Usted está aquí: jueves 2 de agosto de 2007 Opinión Bellas durmientes

Margo Glantz

Bellas durmientes

El misterio atrae al erotismo: la casa donde duermen las bellas durmientes, en la novela de Kawabata, es silenciosa y secreta, conviene a quienes lo frecuentan, hombres viejos cuya virilidad ha declinado, su identidad masculina depende de una sexualidad activa. La vejez presupone, si aceptamos la visión de Kawabata, una existencia entre paréntesis: quienes llegan a viejos han alcanzado un estado de reposo corporal, sin perder el deseo.

El deseo los mantiene vivos, pero les produce un gran dolor y una enorme vergüenza. Eguchi, el protagonista, advierte que las jóvenes que prestan sus servicios son vírgenes y, como sus partenaires, deben estar en completo reposo, el placer físico literal se ha abolido: los viejos no pueden hacer el amor y aunque pudieran hacerlo lo tienen prohibido dentro del establecimiento. Su placer es bíblico, reposan al lado de una jovencita desnuda a quien se le ha administrado un poderoso narcótico: la sume en un sueño parecido a la muerte.

La relación entre un viejo que ya no es un hombre y una joven drogada previamente impide establecer cualquier ''contacto humano''.

''Después de haber entrado a la casa, resintió algo por lo menos extraño (...) La horrible decrepitud de los lamentables viejos que frecuentaban la casa amenazaba con alcanzarlo tambien a él dentro de muy pocos años.''

En resumen lo antierótico: la impotencia, la inmovilidad, ¿la feminización?, es más, la condición marginal definitiva, pues sin virilidad, ¿lo humano? se cancela. ¿No se burlaba de ello Bataille en su texto sobre el dedo gordo del pie, convirtiéndolo en el símbolo mismo de la erección? ''Eguchi no tenía, a su edad -explica Kawabata- el menor deseo de tener una experiencia desagradable con una mujer.
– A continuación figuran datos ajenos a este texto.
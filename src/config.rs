//! Startup configuration for a puzzle session.

use derive_getters::Getters;
use derive_more::{Display, Error};
use serde::{Deserialize, Serialize};
use std::path::Path;
use tracing::{debug, info, instrument};

/// Startup constants for a puzzle session.
///
/// These are fixed at construction and never mutated at runtime. The
/// canvas is square; `canvas_width` must divide evenly by `grid_dim` so
/// tiles align exactly on cell boundaries.
#[derive(Debug, Clone, PartialEq, Eq, Getters, Serialize, Deserialize)]
pub struct GameConfig {
    /// Tiles per side of the square grid.
    #[serde(default = "default_grid_dim")]
    grid_dim: u16,

    /// Canvas width (and height) in pixels.
    #[serde(default = "default_canvas_width")]
    canvas_width: u32,

    /// Exclusive upper bound on the number of scramble steps; the actual
    /// count is drawn uniformly from `[0, shuffle_bound)`.
    #[serde(default = "default_shuffle_bound")]
    shuffle_bound: u32,
}

fn default_grid_dim() -> u16 {
    4
}

fn default_canvas_width() -> u32 {
    500
}

fn default_shuffle_bound() -> u32 {
    200
}

impl GameConfig {
    /// Creates a validated configuration.
    #[instrument]
    pub fn new(grid_dim: u16, canvas_width: u32, shuffle_bound: u32) -> Result<Self, ConfigError> {
        let config = Self {
            grid_dim,
            canvas_width,
            shuffle_bound,
        };
        config.validate()?;
        Ok(config)
    }

    /// Loads and validates configuration from a TOML file.
    #[instrument(skip(path), fields(path = %path.as_ref().display()))]
    pub fn from_file(path: impl AsRef<Path>) -> Result<Self, ConfigError> {
        debug!("Loading config from file");
        let content = std::fs::read_to_string(path.as_ref())
            .map_err(|e| ConfigError::new(format!("Failed to read config file: {}", e)))?;

        let config: Self = toml::from_str(&content)
            .map_err(|e| ConfigError::new(format!("Failed to parse config: {}", e)))?;
        config.validate()?;

        info!(
            grid_dim = config.grid_dim,
            canvas_width = config.canvas_width,
            shuffle_bound = config.shuffle_bound,
            "Config loaded successfully"
        );
        Ok(config)
    }

    /// Width of a single tile in pixels. Exact, because validation
    /// requires even divisibility.
    pub fn tile_width(&self) -> f32 {
        (self.canvas_width / self.grid_dim as u32) as f32
    }

    fn validate(&self) -> Result<(), ConfigError> {
        if !(2..=16).contains(&self.grid_dim) {
            return Err(ConfigError::new(format!(
                "grid_dim must be between 2 and 16, got {}",
                self.grid_dim
            )));
        }
        if self.canvas_width == 0 {
            return Err(ConfigError::new("canvas_width must be positive".to_string()));
        }
        if self.canvas_width % self.grid_dim as u32 != 0 {
            return Err(ConfigError::new(format!(
                "canvas_width {} is not evenly divisible by grid_dim {}",
                self.canvas_width, self.grid_dim
            )));
        }
        Ok(())
    }
}

impl Default for GameConfig {
    fn default() -> Self {
        Self {
            grid_dim: default_grid_dim(),
            canvas_width: default_canvas_width(),
            shuffle_bound: default_shuffle_bound(),
        }
    }
}

/// Configuration error.
#[derive(Debug, Clone, Display, Error)]
#[display("Config error: {} at {}:{}", message, file, line)]
pub struct ConfigError {
    /// Error message.
    pub message: String,
    /// Line number where error occurred.
    pub line: u32,
    /// Source file where error occurred.
    pub file: &'static str,
}

impl ConfigError {
    /// Creates a new configuration error with caller location tracking.
    #[track_caller]
    pub fn new(message: String) -> Self {
        let loc = std::panic::Location::caller();
        Self {
            message,
            line: loc.line(),
            file: loc.file(),
        }
    }
}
Había llegado a la mansión y estos eran los pensamientos que le asaltaban en ese momento crítico: ¿No había venido a ese lugar a buscar el absoluto en medio del horror de la vejez? (...) El amigo que le había proporcionado la dirección era un hombre de ese tipo, un viejo que había dejado de ser hombre".

Una rígida codificación sexual estatutaria: el cuerpo masculino pasivo parece un contrasentido, se mira con horror, la pasividad sexual en un hombre es políticamente incorrecta, vergonzosa y debe mantenerse secreta. La potencia viril en cambio se exhibe, forma parte de un rito colectivo y funciona dentro de grupos de poder siempre masculinos: históricamente, los samurai, ahora, los gángsters, por ejemplo los de las películas de Takeshi. Más inquietantes aún son los tatuajes llamados irezumi, sofisticado arte popular japonés; cubre enteramente los cuerpos, sobre todo el de los hombres, cuyo promedio de vida es menor al normal: el cuerpo tatuado respira con dificultad y la pintura utilizada puede muchas veces contener veneno: el tatuaje dura lo que la virilidad, es una escritura corporal, la glorificación de la carne como un medio para alcanzar la espiritualidad.

Pero, sobre todo, una exaltación de la fuerza física, la erección fascinante, el dominio de lo fálico, la superioridad guerrera, el triunfo de la genitalidad masculina.

¿Por qué sería entonces La casa de las bellas durmientes una novela erótica? Los clientes duermen y sueñan, recuerdan su juventud, se acercan a la muerte; definitivamente, no son activos:

''Eguchi cerró la puerta con llave y, separando un poco la cortina, miró a la joven dormida. No era un sueño fingido, se podía oír la respiración clásica de quien duerme profundamente. La belleza de la joven lo dejó sin aliento. Pero no sólo su belleza era imprevista, también su juventud. Estaba frente a él, extendida del lado izquierdo y solamente se veía el rostro descubierto; su cuerpo era invisible, tendría a lo sumo apenas 20 años. Eguchi sintió como si un corazón nuevo desplegara sus alas dentro de su pecho."

Es evidente, la virilidad de Eguchi renace, y por ello intenta penetrar el cuerpo sin resistencia en su total pasividad; el hombre muy experimentado en lances sexuales y aún potente se detiene ante la obvia virginidad de la joven. El deseo ha resurgido, pero ''el otro'', en este caso, la muchacha dormida, no puede responder a ese deseo. Enfrentado a la angustia de tener a su lado un cuerpo femenino anónimo, intercambiable, Eguchi comprueba en carne propia que el placer puro, en bruto, instintivo, va ligado a un concepto de virilidad, siempre sujeto en lo social, diría Freud, al complejo de castración, en este caso ampliamente confirmado por la reciente experiencia.